Exercise brief - Your answer should consist of each line below that contains the string "NoteStore".
------------------------------------------------------------------------
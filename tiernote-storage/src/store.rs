//! Mutation routing.
//!
//! [`NoteStore`] is the only writer of both tiers. Adds and deletes run inside
//! one async mutex, which makes the cache's read-modify-write cycle atomic
//! within the process and keeps publication order equal to mutation order.
//! Reads go straight through [`ReadMerger`] without the lock.

use std::collections::HashSet;
use std::sync::Arc;

use tiernote_core::{NoteError, NoteId, NoteRecord, NoteResult};
use tokio::sync::Mutex;
use tracing::{debug, error, info, warn};

use crate::bus::{NotesChanged, NotificationBus};
use crate::merge::ReadMerger;
use crate::migration::{Eviction, EvictionError, MigrationPolicy};
use crate::tier::{CacheTier, DurableTier};

/// Which tier a delete was resolved against.
#[derive(Debug, Clone, Copy, PartialEq, Eq)]
pub enum DeleteRoute {
    /// The id was in the cache; the durable tier was not touched.
    Cache,
    /// The id was not cached, so the durable delete ran. The id may not have
    /// existed anywhere.
    Durable,
}

#[derive(Debug, Clone, PartialEq, Eq)]
pub enum MutationKind {
    Added(NoteRecord),
    Deleted { id: NoteId, route: DeleteRoute },
}

/// Outcome of a successful add or delete.
#[derive(Debug, Clone, PartialEq, Eq)]
pub struct Mutation {
    pub kind: MutationKind,
    /// Set for adds only.
    pub eviction: Option<Eviction>,
    /// Exactly what subscribers received.
    pub published: NotesChanged,
}

/// Result of probing both tiers.
#[derive(Debug, Clone)]
pub struct TierHealth {
    pub cache: NoteResult<()>,
    pub durable: NoteResult<()>,
}

impl TierHealth {
    pub fn is_healthy(&self) -> bool {
        self.cache.is_ok() && self.durable.is_ok()
    }
}

/// State owned by the write lock.
#[derive(Debug, Default)]
struct WriteState {
    /// Ids already copied to the durable tier whose cache clear failed.
    unfinished_eviction: Vec<NoteId>,
}

/// Routes adds and deletes to the right tier, runs overflow migration and
/// publishes the merged list after every successful mutation.
pub struct NoteStore {
    cache: Arc<dyn CacheTier>,
    durable: Arc<dyn DurableTier>,
    merger: ReadMerger,
    policy: MigrationPolicy,
    bus: Arc<NotificationBus>,
    write: Mutex<WriteState>,
}

impl NoteStore {
    pub fn new(
        cache: Arc<dyn CacheTier>,
        durable: Arc<dyn DurableTier>,
        policy: MigrationPolicy,
        bus: Arc<NotificationBus>,
    ) -> Self {
        Self {
            merger: ReadMerger::new(cache.clone(), durable.clone()),
            cache,
            durable,
            policy,
            bus,
            write: Mutex::new(WriteState::default()),
        }
    }

    pub fn bus(&self) -> &Arc<NotificationBus> {
        &self.bus
    }

    pub fn policy(&self) -> MigrationPolicy {
        self.policy
    }

    /// Durable records followed by cached records.
    pub async fn all_notes(&self) -> NoteResult<Vec<NoteRecord>> {
        self.merger.all_notes().await
    }

    /// Create a note in the cache, evict if the cache overflowed, publish.
    ///
    /// The text is stored as given. On error nothing is published.
    ///
    /// An eviction failure is reported after the note was already appended.
    /// The note stays cached and shows up in the next successful
    /// publication, and the error text says so; retrying the add would
    /// create a second note.
    pub async fn add(&self, text: impl Into<String>) -> NoteResult<Mutation> {
        let mut state = self.write.lock().await;
        self.finish_eviction(&mut state).await?;

        let record = NoteRecord::new(text);
        let cache_len = self.cache.append(record.clone()).await.map_err(|e| {
            error!(id = %record.id, error = %e, "Failed to append note to cache");
            e
        })?;
        debug!(id = %record.id, cache_len = cache_len, "Note appended to cache");

        let eviction = match self
            .policy
            .maybe_evict(self.cache.as_ref(), self.durable.as_ref())
            .await
        {
            Ok(eviction) => eviction,
            Err(e) => {
                error!(id = %record.id, error = %e, "Eviction failed after add");
                if let EvictionError::ClearFailed { migrated, .. } = &e {
                    state.unfinished_eviction = migrated.clone();
                }
                return Err(NoteError::from(e).with_context(format_args!(
                    "note {} was stored but overflow migration failed",
                    record.id
                )));
            }
        };

        let published = self.publish().await?;
        info!(
            id = %record.id,
            revision = published.revision,
            moved = eviction.moved(),
            "Note added"
        );

        Ok(Mutation {
            kind: MutationKind::Added(record),
            eviction: Some(eviction),
            published,
        })
    }

    /// Delete from the cache if present there, otherwise from the durable
    /// tier. Unknown ids succeed and still publish.
    pub async fn delete(&self, id: &str) -> NoteResult<Mutation> {
        let mut state = self.write.lock().await;
        self.finish_eviction(&mut state).await?;

        let removed = self.cache.remove_by_id(id).await.map_err(|e| {
            error!(id = %id, error = %e, "Failed to delete note from cache");
            e
        })?;

        let route = if removed {
            DeleteRoute::Cache
        } else {
            self.durable.delete_by_id(id).await.map_err(|e| {
                error!(id = %id, error = %e, "Failed to delete note from durable tier");
                e
            })?;
            DeleteRoute::Durable
        };

        let published = self.publish().await?;
        info!(id = %id, route = ?route, revision = published.revision, "Note deleted");

        Ok(Mutation {
            kind: MutationKind::Deleted {
                id: id.to_string(),
                route,
            },
            eviction: None,
            published,
        })
    }

    /// Drop from the cache every id the durable tier already holds. Run once
    /// at startup to repair an eviction interrupted by a crash. Returns the
    /// number of cache entries removed.
    pub async fn reconcile(&self) -> NoteResult<usize> {
        let mut state = self.write.lock().await;

        let durable_ids: HashSet<NoteId> = self
            .durable
            .scan_all()
            .await?
            .into_iter()
            .map(|record| record.id)
            .collect();
        let removed = self.remove_cached(&durable_ids).await?;
        state.unfinished_eviction.clear();

        if removed > 0 {
            warn!(removed = removed, "Removed cache entries already in durable tier");
        } else {
            debug!("Cache and durable tier are disjoint");
        }
        Ok(removed)
    }

    /// Probe both tiers.
    pub async fn health(&self) -> TierHealth {
        let (cache, durable) = tokio::join!(self.cache.ping(), self.durable.ping());
        TierHealth { cache, durable }
    }

    async fn publish(&self) -> NoteResult<NotesChanged> {
        let notes = self.merger.all_notes().await.map_err(|e| {
            error!(error = %e, "Failed to read notes for publication");
            e
        })?;
        Ok(self.bus.publish(notes))
    }

    async fn finish_eviction(&self, state: &mut WriteState) -> NoteResult<()> {
        if state.unfinished_eviction.is_empty() {
            return Ok(());
        }
        let ids: HashSet<NoteId> = state.unfinished_eviction.iter().cloned().collect();
        let removed = self.remove_cached(&ids).await.map_err(|e| {
            warn!(pending = ids.len(), error = %e, "Could not finish interrupted eviction");
            e
        })?;
        info!(removed = removed, "Finished interrupted eviction");
        state.unfinished_eviction.clear();
        Ok(())
    }

    async fn remove_cached(&self, ids: &HashSet<NoteId>) -> Result<usize, NoteError> {
        let mut cached = self.cache.load().await?;
        let before = cached.len();
        cached.retain(|record| !ids.contains(&record.id));
        let removed = before - cached.len();
        if removed > 0 {
            self.cache.store(&cached).await?;
        }
        Ok(removed)
    }
}

#[cfg(test)]
mod tests {
    use super::*;
    use crate::{InMemoryCacheTier, InMemoryDurableTier};

    fn store_with(
        threshold: usize,
    ) -> (NoteStore, Arc<InMemoryCacheTier>, Arc<InMemoryDurableTier>) {
        let cache = Arc::new(InMemoryCacheTier::new());
        let durable = Arc::new(InMemoryDurableTier::new());
        let store = NoteStore::new(
            cache.clone(),
            durable.clone(),
            MigrationPolicy::new(threshold),
            Arc::new(NotificationBus::new(16)),
        );
        (store, cache, durable)
    }

    #[tokio::test]
    async fn test_add_lands_in_cache() {
        let (store, cache, durable) = store_with(2);
        let mutation = store.add("buy milk").await.unwrap();

        let MutationKind::Added(record) = &mutation.kind else {
            panic!("expected add");
        };
        assert_eq!(record.text, "buy milk");
        assert!(!record.completed);
        assert_eq!(cache.snapshot(), vec![record.clone()]);
        assert!(durable.snapshot().is_empty());
        assert_eq!(mutation.eviction, Some(Eviction::NotNeeded { cache_len: 1 }));
    }

    #[tokio::test]
    async fn test_empty_text_is_accepted() {
        let (store, _, _) = store_with(2);
        assert!(store.add("").await.is_ok());
    }

    #[tokio::test]
    async fn test_delete_routes() {
        let (store, _, _) = store_with(0);
        let first = store.add("a").await.unwrap();
        let MutationKind::Added(evicted) = first.kind else {
            panic!("expected add");
        };

        let deleted = store.delete(&evicted.id).await.unwrap();
        assert_eq!(
            deleted.kind,
            MutationKind::Deleted {
                id: evicted.id.clone(),
                route: DeleteRoute::Durable
            }
        );
        assert!(deleted.eviction.is_none());
    }

    #[tokio::test]
    async fn test_health_reports_each_tier() {
        let (store, cache, _) = store_with(2);
        assert!(store.health().await.is_healthy());

        cache.set_available(false);
        let health = store.health().await;
        assert!(health.cache.is_err());
        assert!(health.durable.is_ok());
        assert!(!health.is_healthy());
    }
}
------------------------------------------------------------------------
Result -
//! [`NoteStore`] is the only writer of both tiers. Adds and deletes run inside
pub struct NoteStore {
impl NoteStore {
    ) -> (NoteStore, Arc<InMemoryCacheTier>, Arc<InMemoryDurableTier>) {
        let store = NoteStore::new(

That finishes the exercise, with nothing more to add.